Guillaume Soro revient au conseil des ministres

Ministre de la Communication, Guillaume Soro, le secrétaire général des Forces nouvelles (FN, Ex-rébellion) n’a pas participé aux deux conseils des ministres organisés la semaine dernière après le retour de son mouvement au gouvernement, le 6 janvier. Des trois réunions initialement prévues, celle de jeudi dernier a été annulée et le gouvernement reprend ses travaux ce mardi 13 janvier avec, cette fois, une équipe au complet. La veille, le chef de l’ancienne rébellion a réitéré ses doléances auprès du chef de l’Etat, Laurent Gbagbo, et du Premier ministre, Seydou Diarra. Guillaume Soro entend reprendre en main les médias publics ivoiriens et rejette les projets de référendum proposés par le chef de l’Etat. Il n’est pas non plus favorable au conseil des ministres dans son «fief» de Bouaké que souhaite le président Gbagbo.
Les deux parties ont tenu à rassurer les Ivoiriens quant au climat des entretiens de l’ancien chef rebelle, Guillaume Soro, avec le chef de l’Etat et le Premier ministre. Ils ont été «intéressants et fructueux», estime le patron des Forces nouvelles, qui assure être «ici pour montrer aux Ivoiriens notre détermination à faire la paix et la réconciliation nationale». Un ministre devrait toutefois faire les frais de cet assaut de bonnes dispositions: Roger Banchi, chargé des petites et moyennes entreprises et issu du Mouvement patriotique ivoirien pour le grand Ouest (Mpigo, une composante des Forces nouvelles). Il n’a pas obéi au mot d’ordre de boycott des conseils de ministres lancés le 23 septembre dernier par Guillaume Soro. Celui-ci entend lui reprendre son maroquin. Le ministre de la Communication Soro souhaite également réorganiser à sa manière la radio-télévision ivoirienne (RTI) et l’ensemble des médias publics. Pour sa part, le président Gbagbo reconnaît ces deux points comme relevant en effet de l’autorité politique et ministérielle du secrétaire général des Forces nouvelles. Mais il n’a pas reçu en retour la moindre marque d’empressement concernant sa volonté de faire le voyage pour Bouaké.

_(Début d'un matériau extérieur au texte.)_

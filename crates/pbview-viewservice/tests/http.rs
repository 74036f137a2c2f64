//! End-to-end tests over HTTP

use pbview_core::{PbViewError, ServerId, View, ViewServiceConfig};
use pbview_viewservice::{start_server, ServerHandle, ViewClient};
use std::time::Duration;

async fn start(tick_ms: u64, dead_pings: u32) -> (ServerHandle, ViewClient) {
    let config = ViewServiceConfig {
        listen_addr: "127.0.0.1:0".parse().unwrap(),
        tick_interval: Duration::from_millis(tick_ms),
        dead_pings,
    };
    let handle = start_server(config).await.expect("server should start");
    let client = ViewClient::connect(handle.local_addr()).expect("client should build");
    (handle, client)
}

fn view(viewnum: u64, primary: &str, backup: &str) -> View {
    let role = |s: &str| (!s.is_empty()).then(|| ServerId::new(s));
    View {
        viewnum,
        primary: role(primary),
        backup: role(backup),
    }
}

#[tokio::test]
async fn test_get_before_first_ping() {
    let (handle, client) = start(100, 5).await;

    assert_eq!(client.get().await.unwrap(), view(0, "", ""));
    assert_eq!(client.primary().await, None);
    assert_eq!(handle.rpc_count(), 2);

    handle.kill();
    handle.join().await;
}

#[tokio::test]
async fn test_first_primary_then_backup() {
    let (handle, client) = start(100, 5).await;
    let a = ServerId::new("a");
    let b = ServerId::new("b");

    assert_eq!(client.ping(&a, 0).await.unwrap(), view(1, "a", ""));
    assert_eq!(client.ping(&b, 0).await.unwrap(), view(1, "a", ""));
    let idle = handle.service().inspect(|s| s.idle().ids()).await;
    assert_eq!(idle, vec![b.clone()]);

    assert_eq!(client.ping(&a, 1).await.unwrap(), view(2, "a", "b"));
    let idle = handle.service().inspect(|s| s.idle().is_empty()).await;
    assert!(idle);
    assert_eq!(client.get().await.unwrap(), view(2, "a", "b"));
    assert_eq!(client.primary().await, Some(a));

    handle.kill();
    handle.join().await;
}

#[tokio::test]
async fn test_backup_takes_over_from_silent_primary() {
    let (handle, client) = start(20, 5).await;
    let a = ServerId::new("a");
    let b = ServerId::new("b");

    client.ping(&a, 0).await.unwrap();
    client.ping(&b, 0).await.unwrap();
    client.ping(&a, 1).await.unwrap();
    client.ping(&b, 2).await.unwrap();
    client.ping(&a, 2).await.unwrap();

    let mut current = client.get().await.unwrap();
    for _ in 0..100 {
        current = client.ping(&b, 2).await.unwrap();
        if current.viewnum == 3 {
            break;
        }
        tokio::time::sleep(Duration::from_millis(20)).await;
    }
    assert_eq!(current, view(3, "b", ""));

    // The new primary confirms the view; the old one rejoins as backup
    client.ping(&b, 3).await.unwrap();
    client.ping(&a, 0).await.unwrap();
    assert_eq!(client.ping(&b, 3).await.unwrap(), view(4, "b", "a"));

    handle.kill();
    handle.join().await;
}

#[tokio::test]
async fn test_raw_json_wire_format() {
    let (handle, _client) = start(100, 5).await;
    let url = format!("http://{}/ping", handle.local_addr());

    let reply: serde_json::Value = reqwest::Client::new()
        .post(&url)
        .json(&serde_json::json!({ "me": "a", "viewnum": 0 }))
        .send()
        .await
        .unwrap()
        .json()
        .await
        .unwrap();

    assert_eq!(reply["view"]["viewnum"], 1);
    assert_eq!(reply["view"]["primary"], "a");
    assert!(reply["view"]["backup"].is_null());

    handle.kill();
    handle.join().await;
}

#[tokio::test]
async fn test_killed_server_is_unreachable() {
    let (handle, client) = start(100, 5).await;
    let addr = handle.local_addr();
    client.ping(&ServerId::new("a"), 0).await.unwrap();

    handle.kill();
    assert!(handle.is_dead());
    handle.join().await;

    let fresh = ViewClient::connect(addr).unwrap();
    let err = fresh.get().await.unwrap_err();
    assert!(err.is_retriable());
    match &err {
        PbViewError::ConnectionFailed(detail) => {
            let addr = addr.to_string();
            assert!(detail.starts_with(&addr));
            assert!(detail.len() > addr.len(), "cause missing: {detail}");
        }
        other => panic!("expected ConnectionFailed, got {other:?}"),
    }
    assert_eq!(fresh.primary().await, None);
}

La semaine dernière, après les retrouvailles gouvernementales du 6 janvier avec les FN, le président de la Commission nationale de désarmement, démobilisation, réinsertion (DDR), Alain Donwahi, avait été mandaté par le Premier ministre Diarra pour examiner avec Guillaume Soro la faisabilité d’un conseil des ministres à Bouaké où le président Gbagbo souhaite se rendre pour officialiser le plus rapidement possible la réunification du pays et la restauration de l’intégrité et de la souveraineté nationale. Mais le très politique Guillaume Soro ne la juge guère «opportune». Par ailleurs, l’ancienne rébellion a déjà fait valoir son hostilité aux référendum suggérés par le chef de l’Etat pour valider certains projets de loi concernant les sujets sensibles du domaine foncier rural, de la nationalité ou des clauses d’éligibilité à la présidence de la République (avant le scrutin d'octobre 2005). «Le gouvernement de réconciliation nationale n’a pas à son menu d’organiser plusieurs référendum», mais «un seul» sur la modification de l’article 35 de la Constitution qui prévoit notamment (dans l’article en question) que «le candidat à l'élection présidentielle doit être âgé de quarante ans au moins et de soixante-quinze au plus. Il doit être Ivoirien d'origine, né de père et de mère eux-mêmes Ivoiriens d'origine. Il doit n'avoir jamais renoncé à la nationalité ivoirienne. Il ne doit s'être jamais prévalu d'une autre nationalité. Il doit avoir résidé en Côte d'Ivoire de façon continue pendant cinq années précédant la date des élections et avoir totalisé dix ans de présence effective».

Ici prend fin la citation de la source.